(Saved entries)
########################################

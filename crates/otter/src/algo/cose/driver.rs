//! Drives a layout run either in one go or in per-frame batches, and reports lifecycle events.

use super::info::LayoutInfo;
use super::simulation::SimulationState;
use crate::algo::{Animate, CoseOptions};
use crate::error::Result;
use crate::graph::{Graph, LayoutResult, NodeLayout};
use std::cell::Cell;
use std::collections::{BTreeMap, VecDeque};
use std::rc::Rc;
use std::time::Instant;

#[derive(Debug, Clone, Copy, PartialEq, Eq)]
pub enum RunState {
    NotStarted,
    Running,
    /// Cooled down or ran out of iterations.
    Converged,
    /// Ended early by [`LayoutRun::stop`].
    Stopped,
}

#[derive(Debug, Clone, Copy, PartialEq, Eq)]
pub enum StopReason {
    Converged,
    IterationBudget,
    Requested,
}

#[derive(Debug, Clone, PartialEq)]
pub enum LayoutEvent {
    Start,
    /// Positions were written back (intermediate or final).
    PositionsRefreshed(LayoutResult),
    /// Fires once, right after the first write-back.
    Ready,
    /// Fires once, after the loop has terminated.
    Stop(StopReason),
}

#[derive(Debug, Clone, Copy, PartialEq, Eq)]
pub enum FrameStatus {
    Continue,
    Done,
}

/// Cooperative cancellation flag, checked before every iteration.
#[derive(Debug, Clone, Default)]
pub struct StopHandle(Rc<Cell<bool>>);

impl StopHandle {
    pub fn stop(&self) {
        self.0.set(true);
    }

    pub fn is_stopped(&self) -> bool {
        self.0.get()
    }
}

#[derive(Debug)]
pub struct LayoutRun {
    info: LayoutInfo,
    sim: SimulationState,
    opts: CoseOptions,
    state: RunState,
    stop: StopHandle,
    events: VecDeque<LayoutEvent>,
    ready: bool,
    started_at: Option<Instant>,
    result: LayoutResult,
}

impl LayoutRun {
    pub fn new(graph: &Graph, opts: CoseOptions) -> Result<Self> {
        opts.validate()?;
        let mut info = LayoutInfo::build(graph, &opts);
        let mut sim = SimulationState::new(&opts);
        if opts.randomize {
            info.randomize_positions(sim.rng_mut());
        }
        Ok(Self {
            info,
            sim,
            opts,
            state: RunState::NotStarted,
            stop: StopHandle::default(),
            events: VecDeque::new(),
            ready: false,
            started_at: None,
            result: LayoutResult::default(),
        })
    }

    pub fn state(&self) -> RunState {
        self.state
    }

    pub fn info(&self) -> &LayoutInfo {
        &self.info
    }

    pub fn simulation(&self) -> &SimulationState {
        &self.sim
    }

    pub fn options(&self) -> &CoseOptions {
        &self.opts
    }

    pub fn stop_handle(&self) -> StopHandle {
        self.stop.clone()
    }

    /// Requests the loop to end at the next iteration boundary.
    pub fn stop(&self) {
        self.stop.stop();
    }

    /// Starts the run. Synchronous modes finish before returning; `Animate::During` only starts
    /// and expects [`LayoutRun::frame`] calls. Calling it again has no effect.
    pub fn run(&mut self) -> RunState {
        if self.state != RunState::NotStarted {
            return self.state;
        }
        self.state = RunState::Running;
        self.started_at = Some(Instant::now());
        self.events.push_back(LayoutEvent::Start);
        tracing::debug!(
            nodes = self.info.nodes.len(),
            edges = self.info.edges.len(),
            animate = ?self.opts.animate,
            "cose layout started"
        );

        if self.opts.animate != Animate::During {
            let _span = tracing::debug_span!("cose.simulate").entered();
            while self.advance() {}
            self.finish();
        }
        self.state
    }

    /// Runs one batch of `refresh` iterations. Intermediate positions are written back once the
    /// animation threshold has elapsed.
    pub fn frame(&mut self) -> FrameStatus {
        match self.state {
            RunState::NotStarted => {
                if self.run() != RunState::Running {
                    return FrameStatus::Done;
                }
            }
            RunState::Running => {}
            RunState::Converged | RunState::Stopped => return FrameStatus::Done,
        }

        let mut more = true;
        let mut batch = 0;
        while more && batch < self.opts.refresh {
            more = self.advance();
            batch += 1;
        }
        tracing::trace!(
            iteration = self.sim.iteration,
            temperature = self.sim.temperature,
            displacement = self.sim.last_displacement,
            "cose frame"
        );

        if !more {
            self.finish();
            return FrameStatus::Done;
        }
        let elapsed = self.started_at.map(|t| t.elapsed()).unwrap_or_default();
        if elapsed >= self.opts.animation_threshold() {
            self.write_back();
        }
        FrameStatus::Continue
    }

    /// Drives the run to its end regardless of the animation mode.
    pub fn run_to_end(&mut self) -> RunState {
        self.run();
        while self.frame() == FrameStatus::Continue {}
        self.state
    }

    pub fn poll_event(&mut self) -> Option<LayoutEvent> {
        self.events.pop_front()
    }

    pub fn drain_events(&mut self) -> Vec<LayoutEvent> {
        self.events.drain(..).collect()
    }

    /// Positions of the latest write-back (empty before the first one).
    pub fn result(&self) -> &LayoutResult {
        &self.result
    }

    pub fn into_result(self) -> LayoutResult {
        self.result
    }

    fn advance(&mut self) -> bool {
        if self.stop.is_stopped() || self.info.nodes.is_empty() {
            return false;
        }
        self.sim.step(&mut self.info, &self.opts)
    }

    fn finish(&mut self) {
        self.info.separate_components(self.opts.component_spacing);
        self.write_back();

        let reason = if self.stop.is_stopped() {
            StopReason::Requested
        } else if self.sim.budget_exhausted(&self.opts) {
            StopReason::IterationBudget
        } else {
            StopReason::Converged
        };
        self.state = match reason {
            StopReason::Requested => RunState::Stopped,
            StopReason::Converged | StopReason::IterationBudget => RunState::Converged,
        };
        tracing::debug!(
            iterations = self.sim.iteration,
            temperature = self.sim.temperature,
            ?reason,
            "cose layout stopped"
        );
        self.events.push_back(LayoutEvent::Stop(reason));
    }

    fn write_back(&mut self) {
        let mut nodes: BTreeMap<String, NodeLayout> = BTreeMap::new();
        for n in &self.info.nodes {
            nodes.insert(
                n.id.clone(),
                NodeLayout {
                    x: n.position_x,
                    y: n.position_y,
                    width: n.width,
                    height: n.height,
                    compound: n.is_compound(),
                    locked: n.is_locked,
                },
            );
        }
        self.result = LayoutResult {
            nodes,
            dropped_edges: self.info.dropped_edges.clone(),
            iterations: self.sim.iteration,
            fit: self.opts.fit.then_some(self.opts.padding),
            animate_to_end: self.opts.animate == Animate::End,
        };
        self.events
            .push_back(LayoutEvent::PositionsRefreshed(self.result.clone()));
        if !self.ready {
            self.ready = true;
            self.events.push_back(LayoutEvent::Ready);
        }
    }
}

########################################

What is required: Restating the data word for word is the whole task.

Response to the exercise:
filename crates/otter/src/algo/cose/driver.rs
//! Drives a layout run either in one go or in per-frame batches, and reports lifecycle events.

use super::info::LayoutInfo;
use super::simulation::SimulationState;
use crate::algo::{Animate, CoseOptions};
use crate::error::Result;
use crate::graph::{Graph, LayoutResult, NodeLayout};
use std::cell::Cell;
use std::collections::{BTreeMap, VecDeque};
use std::rc::Rc;
use std::time::Instant;

#[derive(Debug, Clone, Copy, PartialEq, Eq)]
pub enum RunState {
    NotStarted,
    Running,
    /// Cooled down or ran out of iterations.
    Converged,
    /// Ended early by [`LayoutRun::stop`].
    Stopped,
}

#[derive(Debug, Clone, Copy, PartialEq, Eq)]
pub enum StopReason {
    Converged,
    IterationBudget,
    Requested,
}

#[derive(Debug, Clone, PartialEq)]
pub enum LayoutEvent {
    Start,
    /// Positions were written back (intermediate or final).
    PositionsRefreshed(LayoutResult),
    /// Fires once, right after the first write-back.
    Ready,
    /// Fires once, after the loop has terminated.
    Stop(StopReason),
}

#[derive(Debug, Clone, Copy, PartialEq, Eq)]
pub enum FrameStatus {
    Continue,
    Done,
}

/// Cooperative cancellation flag, checked before every iteration.
#[derive(Debug, Clone, Default)]
pub struct StopHandle(Rc<Cell<bool>>);

impl StopHandle {
    pub fn stop(&self) {
        self.0.set(true);
    }

    pub fn is_stopped(&self) -> bool {
        self.0.get()
    }
}

#[derive(Debug)]
pub struct LayoutRun {
    info: LayoutInfo,
    sim: SimulationState,
    opts: CoseOptions,
    state: RunState,
    stop: StopHandle,
    events: VecDeque<LayoutEvent>,
    ready: bool,
    started_at: Option<Instant>,
    result: LayoutResult,
}

impl LayoutRun {
    pub fn new(graph: &Graph, opts: CoseOptions) -> Result<Self> {
        opts.validate()?;
        let mut info = LayoutInfo::build(graph, &opts);
        let mut sim = SimulationState::new(&opts);
        if opts.randomize {
            info.randomize_positions(sim.rng_mut());
        }
        Ok(Self {
            info,
            sim,
            opts,
            state: RunState::NotStarted,
            stop: StopHandle::default(),
            events: VecDeque::new(),
            ready: false,
            started_at: None,
            result: LayoutResult::default(),
        })
    }

    pub fn state(&self) -> RunState {
        self.state
    }

    pub fn info(&self) -> &LayoutInfo {
        &self.info
    }

    pub fn simulation(&self) -> &SimulationState {
        &self.sim
    }

    pub fn options(&self) -> &CoseOptions {
        &self.opts
    }

    pub fn stop_handle(&self) -> StopHandle {
        self.stop.clone()
    }

    /// Requests the loop to end at the next iteration boundary.
    pub fn stop(&self) {
        self.stop.stop();
    }

    /// Starts the run. Synchronous modes finish before returning; `Animate::During` only starts
    /// and expects [`LayoutRun::frame`] calls. Calling it again has no effect.
    pub fn run(&mut self) -> RunState {
        if self.state != RunState::NotStarted {
            return self.state;
        }
        self.state = RunState::Running;
        self.started_at = Some(Instant::now());
        self.events.push_back(LayoutEvent::Start);
        tracing::debug!(
            nodes = self.info.nodes.len(),
            edges = self.info.edges.len(),
            animate = ?self.opts.animate,
            "cose layout started"
        );

        if self.opts.animate != Animate::During {
            let _span = tracing::debug_span!("cose.simulate").entered();
            while self.advance() {}
            self.finish();
        }
        self.state
    }

    /// Runs one batch of `refresh` iterations. Intermediate positions are written back once the
    /// animation threshold has elapsed.
    pub fn frame(&mut self) -> FrameStatus {
        match self.state {
            RunState::NotStarted => {
                if self.run() != RunState::Running {
                    return FrameStatus::Done;
                }
            }
            RunState::Running => {}
            RunState::Converged | RunState::Stopped => return FrameStatus::Done,
        }

        let mut more = true;
        let mut batch = 0;
        while more && batch < self.opts.refresh {
            more = self.advance();
            batch += 1;
        }
        tracing::trace!(
            iteration = self.sim.iteration,
            temperature = self.sim.temperature,
            displacement = self.sim.last_displacement,
            "cose frame"
        );

        if !more {
            self.finish();
            return FrameStatus::Done;
        }
        let elapsed = self.started_at.map(|t| t.elapsed()).unwrap_or_default();
        if elapsed >= self.opts.animation_threshold() {
            self.write_back();
        }
        FrameStatus::Continue
    }

    /// Drives the run to its end regardless of the animation mode.
    pub fn run_to_end(&mut self) -> RunState {
        self.run();
        while self.frame() == FrameStatus::Continue {}
        self.state
    }

    pub fn poll_event(&mut self) -> Option<LayoutEvent> {
        self.events.pop_front()
    }

    pub fn drain_events(&mut self) -> Vec<LayoutEvent> {
        self.events.drain(..).collect()
    }

    /// Positions of the latest write-back (empty before the first one).
    pub fn result(&self) -> &LayoutResult {
        &self.result
    }

    pub fn into_result(self) -> LayoutResult {
        self.result
    }

    fn advance(&mut self) -> bool {
        if self.stop.is_stopped() || self.info.nodes.is_empty() {
            return false;
        }
        self.sim.step(&mut self.info, &self.opts)
    }

    fn finish(&mut self) {
        self.info.separate_components(self.opts.component_spacing);
        self.write_back();

        let reason = if self.stop.is_stopped() {
            StopReason::Requested
        } else if self.sim.budget_exhausted(&self.opts) {
            StopReason::IterationBudget
        } else {
            StopReason::Converged
        };
        self.state = match reason {
            StopReason::Requested => RunState::Stopped,
            StopReason::Converged | StopReason::IterationBudget => RunState::Converged,
        };
        tracing::debug!(
            iterations = self.sim.iteration,
            temperature = self.sim.temperature,
            ?reason,
            "cose layout stopped"
        );
        self.events.push_back(LayoutEvent::Stop(reason));
    }

    fn write_back(&mut self) {
        let mut nodes: BTreeMap<String, NodeLayout> = BTreeMap::new();
        for n in &self.info.nodes {
            nodes.insert(
                n.id.clone(),
                NodeLayout {
                    x: n.position_x,
                    y: n.position_y,
                    width: n.width,
                    height: n.height,
                    compound: n.is_compound(),
                    locked: n.is_locked,
                },
            );
        }
        self.result = LayoutResult {
            nodes,
            dropped_edges: self.info.dropped_edges.clone(),
            iterations: self.sim.iteration,
            fit: self.opts.fit.then_some(self.opts.padding),
            animate_to_end: self.opts.animate == Animate::End,
        };
        self.events
            .push_back(LayoutEvent::PositionsRefreshed(self.result.clone()));
        if !self.ready {
            self.ready = true;
            self.events.push_back(LayoutEvent::Ready);
        }
    }
}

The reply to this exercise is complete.